Tech Stack Research - 52North/ecmwf-dataset-crawl GitHub Wiki

Translation APIs

Search APIs

This is important to get right, as the initial search defines the result set of the crawl. Search could become costly, expected search volume: 20 queries per crawl request and language

Crawling

  • Apache Nutch

    • :+1: featurecomplete webcrawling application
    • :-1: operates in batch mode, slow
    • :-1: old, community rather inactive
  • Storm Crawler

    • webcrawling SDK based on apache storm
    • :+1: stream-based, very efficient, results available as they come in
    • :-1: not as feature complete, more work required, but probably friendlier

Indexing

  • Elasticsearch
  • Solr

Both work well with both crawlers, we have more know how with Elastic.

Content Analysis

The exact approach - and thus the tooling - is TBD.

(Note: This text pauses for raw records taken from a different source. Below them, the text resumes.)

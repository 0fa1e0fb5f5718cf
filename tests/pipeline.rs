//! Integration tests for the conversion pipeline.
//!
//! Everything here runs without a network and without installed voices:
//! the cloud backend is exercised through a scripted [`TtsEndpoint`] under
//! tokio's paused clock (so the backoff sequence is asserted in virtual
//! time), and the fallback policy through mock synthesizers. The
//! extraction tests assemble a small but well-formed PDF in memory.

use async_trait::async_trait;
use pdf2media::pipeline::cloud::{chunk_text, CloudTts, TtsEndpoint, MAX_CHUNK_CHARS};
use pdf2media::pipeline::speech::{
    synthesize_with_fallback, BackendUsed, SpeechRequest, SpeechSynthesizer,
};
use pdf2media::{
    convert, sanitize, Artifact, ConversionConfig, OutputKind, Pdf2MediaError, SessionCache,
    SpeechError, VoiceGender, VoiceRate,
};
use std::collections::VecDeque;
use std::sync::atomic::{AtomicU32, Ordering};
use std::sync::{Arc, Mutex};
use std::time::Duration;

// ── Test helpers ─────────────────────────────────────────────────────────────

fn request(kind: OutputKind) -> SpeechRequest<'static> {
    SpeechRequest {
        text: "hello world",
        language: "ta",
        gender: VoiceGender::Female,
        rate: VoiceRate::Normal,
        kind,
    }
}

/// A TTS endpoint that answers from a queue; once the queue is empty it
/// keeps answering with the sticky default.
struct ScriptedEndpoint {
    calls: AtomicU32,
    script: Mutex<VecDeque<Result<Vec<u8>, SpeechError>>>,
    default: fn() -> Result<Vec<u8>, SpeechError>,
}

impl ScriptedEndpoint {
    fn new(
        script: Vec<Result<Vec<u8>, SpeechError>>,
        default: fn() -> Result<Vec<u8>, SpeechError>,
    ) -> Arc<Self> {
        Arc::new(Self {
            calls: AtomicU32::new(0),
            script: Mutex::new(script.into()),
            default,
        })
    }

    fn calls(&self) -> u32 {
        self.calls.load(Ordering::SeqCst)
    }
}

#[async_trait]
impl TtsEndpoint for ScriptedEndpoint {
    async fn fetch(&self, _text: &str, _language: &str) -> Result<Vec<u8>, SpeechError> {
        self.calls.fetch_add(1, Ordering::SeqCst);
        match self.script.lock().unwrap().pop_front() {
            Some(answer) => answer,
            None => (self.default)(),
        }
    }
}

fn always_rate_limited() -> Result<Vec<u8>, SpeechError> {
    Err(SpeechError::RateLimited)
}

fn always_audio() -> Result<Vec<u8>, SpeechError> {
    Ok(b"ID3fakeaudio".to_vec())
}

// ── Cloud retry policy ───────────────────────────────────────────────────────

#[tokio::test(start_paused = true)]
async fn rate_limiting_exhausts_after_exactly_five_attempts() {
    let endpoint = ScriptedEndpoint::new(vec![], always_rate_limited);
    let tts = CloudTts::new(endpoint.clone(), 5, Duration::from_secs(1));

    let start = tokio::time::Instant::now();
    let result = tts.synthesize(&request(OutputKind::Mp3)).await;

    assert!(matches!(result, Err(SpeechError::RateLimited)));
    assert_eq!(endpoint.calls(), 5, "a sixth attempt must never occur");
    // Backoff between attempts: 2 + 4 + 8 + 16 units.
    assert_eq!(start.elapsed(), Duration::from_secs(30));
}

#[tokio::test(start_paused = true)]
async fn non_rate_limit_failure_aborts_on_first_attempt() {
    let endpoint = ScriptedEndpoint::new(vec![Err(SpeechError::Endpoint { status: 500 })], || {
        panic!("no retry expected after a non-429 failure")
    });
    let tts = CloudTts::new(endpoint.clone(), 5, Duration::from_secs(1));

    let start = tokio::time::Instant::now();
    let result = tts.synthesize(&request(OutputKind::Mp3)).await;

    assert!(matches!(result, Err(SpeechError::Endpoint { status: 500 })));
    assert_eq!(endpoint.calls(), 1);
    assert_eq!(start.elapsed(), Duration::ZERO, "no backoff on hard failure");
}

#[tokio::test(start_paused = true)]
async fn rate_limit_then_success_recovers() {
    let endpoint = ScriptedEndpoint::new(
        vec![Err(SpeechError::RateLimited), Err(SpeechError::RateLimited)],
        always_audio,
    );
    let tts = CloudTts::new(endpoint.clone(), 5, Duration::from_secs(1));

    let start = tokio::time::Instant::now();
    let artifact = tts.synthesize(&request(OutputKind::Mp3)).await.unwrap();

    assert_eq!(endpoint.calls(), 3);
    assert_eq!(start.elapsed(), Duration::from_secs(2 + 4));

    let delivery = artifact.deliver().unwrap();
    assert_eq!(delivery.bytes, b"ID3fakeaudio");
    assert_eq!(delivery.mime, "audio/mp3");
}

#[tokio::test]
async fn long_text_is_synthesized_in_chunks_and_concatenated() {
    let endpoint = ScriptedEndpoint::new(vec![Ok(b"AA".to_vec()), Ok(b"BB".to_vec())], || {
        panic!("more chunks than expected")
    });
    let tts = CloudTts::new(endpoint.clone(), 5, Duration::from_secs(1));

    let long_text = "word ".repeat(60); // ~300 chars → two chunks
    assert_eq!(chunk_text(&long_text, MAX_CHUNK_CHARS).len(), 2);

    let req = SpeechRequest {
        text: &long_text,
        ..request(OutputKind::Mp3)
    };
    let artifact = tts.synthesize(&req).await.unwrap();
    assert_eq!(endpoint.calls(), 2);
    assert_eq!(artifact.deliver().unwrap().bytes, b"AABB");
}

#[tokio::test]
async fn artifact_file_is_gone_after_delivery_and_after_abandonment() {
    let endpoint = ScriptedEndpoint::new(vec![], always_audio);
    let tts = CloudTts::new(endpoint, 5, Duration::from_secs(1));

    // Delivered path: file deleted once read.
    let artifact = tts.synthesize(&request(OutputKind::Wav)).await.unwrap();
    let path = artifact.path().to_path_buf();
    assert!(path.exists());
    artifact.deliver().unwrap();
    assert!(!path.exists(), "delivered artifact must be deleted");

    // Orphaned path: a conversion whose delivery never happens still
    // cleans up when the artifact is dropped.
    let endpoint = ScriptedEndpoint::new(vec![], always_audio);
    let tts = CloudTts::new(endpoint, 5, Duration::from_secs(1));
    let artifact = tts.synthesize(&request(OutputKind::Wav)).await.unwrap();
    let path = artifact.path().to_path_buf();
    drop(artifact);
    assert!(!path.exists(), "abandoned artifact must be deleted");
}

// ── Local-to-cloud fallback ──────────────────────────────────────────────────

struct NoVoicesLocal;

#[async_trait]
impl SpeechSynthesizer for NoVoicesLocal {
    async fn synthesize(&self, _request: &SpeechRequest<'_>) -> Result<Artifact, SpeechError> {
        Err(SpeechError::VoiceNotFound)
    }
}

struct RecordingCloud {
    languages: Mutex<Vec<String>>,
}

#[async_trait]
impl SpeechSynthesizer for RecordingCloud {
    async fn synthesize(&self, request: &SpeechRequest<'_>) -> Result<Artifact, SpeechError> {
        self.languages
            .lock()
            .unwrap()
            .push(request.language.to_string());
        Ok(Artifact::from_bytes(b"cloud-bytes", request.kind)?)
    }
}

#[tokio::test]
async fn missing_voice_falls_back_to_cloud_with_english() {
    let cloud = RecordingCloud {
        languages: Mutex::new(Vec::new()),
    };
    // The request carries Tamil; the fallback must still pin English.
    let (artifact, backend) = synthesize_with_fallback(&NoVoicesLocal, &cloud, &request(OutputKind::Mp3))
        .await
        .unwrap();

    assert_eq!(backend, BackendUsed::CloudFallback);
    assert_eq!(*cloud.languages.lock().unwrap(), vec!["en"]);
    assert_eq!(artifact.deliver().unwrap().bytes, b"cloud-bytes");
}

struct FailingLocal;

#[async_trait]
impl SpeechSynthesizer for FailingLocal {
    async fn synthesize(&self, _request: &SpeechRequest<'_>) -> Result<Artifact, SpeechError> {
        Err(SpeechError::EngineFailed("synthesis crashed".into()))
    }
}

#[tokio::test]
async fn hard_local_failure_does_not_fall_back() {
    let cloud = RecordingCloud {
        languages: Mutex::new(Vec::new()),
    };
    let result = synthesize_with_fallback(&FailingLocal, &cloud, &request(OutputKind::Wav)).await;

    assert!(matches!(result, Err(SpeechError::EngineFailed(_))));
    assert!(cloud.languages.lock().unwrap().is_empty());
}

// ── PDF extraction ───────────────────────────────────────────────────────────

/// Assemble a well-formed single-xref PDF with one `Tj` text run per page.
///
/// Offsets are computed while the body is built, so the xref table is
/// byte-accurate and any strict parser accepts the file.
fn minimal_pdf(pages: &[&str]) -> Vec<u8> {
    let n = pages.len();
    // Object numbering: 1 catalog, 2 pages, then per page i:
    // (3+2i) page object, (4+2i) content stream; last object is the font.
    let font_id = 3 + 2 * n;
    let kids = (0..n)
        .map(|i| format!("{} 0 R", 3 + 2 * i))
        .collect::<Vec<_>>()
        .join(" ");

    let mut body: Vec<u8> = b"%PDF-1.4\n".to_vec();
    let mut offsets: Vec<usize> = Vec::new();

    let push_obj = |body: &mut Vec<u8>, offsets: &mut Vec<usize>, content: String| {
        offsets.push(body.len());
        body.extend_from_slice(content.as_bytes());
    };

    push_obj(
        &mut body,
        &mut offsets,
        "1 0 obj\n<< /Type /Catalog /Pages 2 0 R >>\nendobj\n".to_string(),
    );
    push_obj(
        &mut body,
        &mut offsets,
        format!("2 0 obj\n<< /Type /Pages /Kids [{kids}] /Count {n} >>\nendobj\n"),
    );
    for (i, text) in pages.iter().enumerate() {
        let page_id = 3 + 2 * i;
        let content_id = 4 + 2 * i;
        push_obj(
            &mut body,
            &mut offsets,
            format!(
                "{page_id} 0 obj\n<< /Type /Page /Parent 2 0 R /MediaBox [0 0 612 792] \
                 /Resources << /Font << /F1 {font_id} 0 R >> >> /Contents {content_id} 0 R >>\nendobj\n"
            ),
        );
        let stream = if text.is_empty() {
            String::new()
        } else {
            format!("BT /F1 12 Tf 72 720 Td ({text}) Tj ET\n")
        };
        push_obj(
            &mut body,
            &mut offsets,
            format!(
                "{content_id} 0 obj\n<< /Length {} >>\nstream\n{stream}endstream\nendobj\n",
                stream.len()
            ),
        );
    }
    push_obj(
        &mut body,
        &mut offsets,
        format!("{font_id} 0 obj\n<< /Type /Font /Subtype /Type1 /BaseFont /Helvetica >>\nendobj\n"),
    );

    let xref_offset = body.len();
    let total = offsets.len() + 1;
    body.extend_from_slice(format!("xref\n0 {total}\n").as_bytes());
    body.extend_from_slice(b"0000000000 65535 f \n");
    for offset in &offsets {
        body.extend_from_slice(format!("{offset:010} 00000 n \n").as_bytes());
    }
    body.extend_from_slice(
        format!("trailer\n<< /Size {total} /Root 1 0 R >>\nstartxref\n{xref_offset}\n%%EOF\n")
            .as_bytes(),
    );
    body
}

#[test]
fn extraction_concatenates_pages_in_order() {
    let pdf = minimal_pdf(&["First page text", "Second page text"]);
    let config = ConversionConfig::default();
    let text = pdf2media::extract_text(&pdf, &config);

    let first = text.find("First page text").expect("first page extracted");
    let second = text.find("Second page text").expect("second page extracted");
    assert!(first < second, "pages must stay in page order");
}

#[test]
fn extraction_skips_empty_pages_without_placeholder() {
    let pdf = minimal_pdf(&["Before", "", "After"]);
    let config = ConversionConfig::default();
    let text = pdf2media::extract_text(&pdf, &config);

    assert!(text.contains("Before"));
    assert!(text.contains("After"));
}

#[test]
fn extraction_of_textless_document_is_empty() {
    let pdf = minimal_pdf(&[""]);
    let config = ConversionConfig::default();
    assert_eq!(pdf2media::extract_text(&pdf, &config), "");
}

#[test]
fn extraction_of_garbage_is_empty_not_a_panic() {
    let config = ConversionConfig::default();
    assert_eq!(pdf2media::extract_text(b"definitely not a pdf", &config), "");
}

// ── Rendering & round trip ───────────────────────────────────────────────────

#[tokio::test]
async fn txt_round_trip_preserves_extracted_text() {
    let pdf = minimal_pdf(&["Round trip payload"]);
    let config = ConversionConfig::builder()
        .output(OutputKind::Txt)
        .build()
        .unwrap();

    let extracted = pdf2media::extract_text(&pdf, &config);
    assert!(!extracted.is_empty());

    let output = convert(&extracted, &config).await.unwrap();
    assert_eq!(output.delivery.bytes, extracted.as_bytes());
    assert_eq!(output.delivery.file_name, "converted.txt");
    assert_eq!(output.stats.backend, None);
}

#[tokio::test]
async fn doc_output_is_verbatim_and_download_named() {
    let config = ConversionConfig::builder()
        .output(OutputKind::Doc)
        .build()
        .unwrap();
    let output = convert("doc body text", &config).await.unwrap();
    assert_eq!(output.delivery.bytes, b"doc body text");
    assert_eq!(output.delivery.mime, "application/msword");
    assert_eq!(output.delivery.file_name, "converted.doc");
}

#[tokio::test]
async fn docx_output_is_sanitized_zip_package() {
    let config = ConversionConfig::builder()
        .output(OutputKind::Docx)
        .build()
        .unwrap();
    let output = convert("body\x07with bell", &config).await.unwrap();
    assert_eq!(&output.delivery.bytes[..2], b"PK");
}

#[tokio::test]
async fn empty_text_is_rejected() {
    let config = ConversionConfig::default();
    let result = convert("   \n ", &config).await;
    assert!(matches!(result, Err(Pdf2MediaError::EmptyText)));
}

// ── Sanitizer contract ───────────────────────────────────────────────────────

#[test]
fn sanitize_is_idempotent_and_keeps_whitespace() {
    let nasty = "text\x00 with\u{200B} junk\n\tand layout \x1B[31m";
    let once = sanitize(nasty);
    assert_eq!(sanitize(&once), once);
    assert!(once.contains('\n'));
    assert!(once.contains('\t'));
    assert!(once.contains(' '));
    assert!(!once.contains('\x00'));
    assert!(!once.contains('\u{200B}'));
}

// ── Session cache ────────────────────────────────────────────────────────────

#[test]
fn session_cache_skips_re_extraction_for_same_upload() {
    let config = ConversionConfig::default();
    let mut cache = SessionCache::new();
    let pdf = minimal_pdf(&["Cached once"]);

    let (first, from_cache) =
        pdf2media::session::extract_cached(&mut cache, "upload-1", &pdf, &config);
    assert!(!from_cache);
    assert!(first.contains("Cached once"));

    // Same key, garbage bytes: the cache must answer, not re-extract.
    let (second, from_cache) =
        pdf2media::session::extract_cached(&mut cache, "upload-1", b"garbage", &config);
    assert!(from_cache);
    assert_eq!(second, first);

    // New key invalidates the old entry.
    let (third, from_cache) =
        pdf2media::session::extract_cached(&mut cache, "upload-2", b"garbage", &config);
    assert!(!from_cache);
    assert_eq!(third, "");
    assert_eq!(cache.get("upload-1"), None);
}

// ── Language table ───────────────────────────────────────────────────────────

#[test]
fn language_labels_resolve_and_share_codes() {
    assert_eq!(pdf2media::language::resolve("English (India)"), Some("en"));
    assert_eq!(pdf2media::language::resolve("Hindi"), Some("hi"));
    assert_eq!(pdf2media::language::resolve("Esperanto"), None);
    for label in pdf2media::language::labels() {
        assert!(pdf2media::language::resolve(label).is_some());
    }
}

#[test]
fn unknown_language_selection_is_a_typed_error() {
    let err = pdf2media::language::resolve_selection("Not A Real Language");
    assert!(matches!(
        err,
        Err(Pdf2MediaError::UnknownLanguage { ref label }) if label == "Not A Real Language"
    ));
    // Bare codes pass through; labels resolve.
    assert_eq!(
        pdf2media::language::resolve_selection("ta").unwrap(),
        "ta"
    );
    assert_eq!(
        pdf2media::language::resolve_selection("Tamil").unwrap(),
        "ta"
    );
}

  • Apache Tika: content identification, extraction tool + SDK
  • MALLET: java package for statistical NLP, document classification,clustering, topic modeling, information extraction
  • Apache openNLP: NLP toolkit

UI / Result Presentation

  • Vue.js 2?
  • Views:
    • "Launch Crawl"
    • "View Crawls (completed/in progress)"
    • "Search Results"

Deployment

  • all dockerized
  • orchestration with compose for now?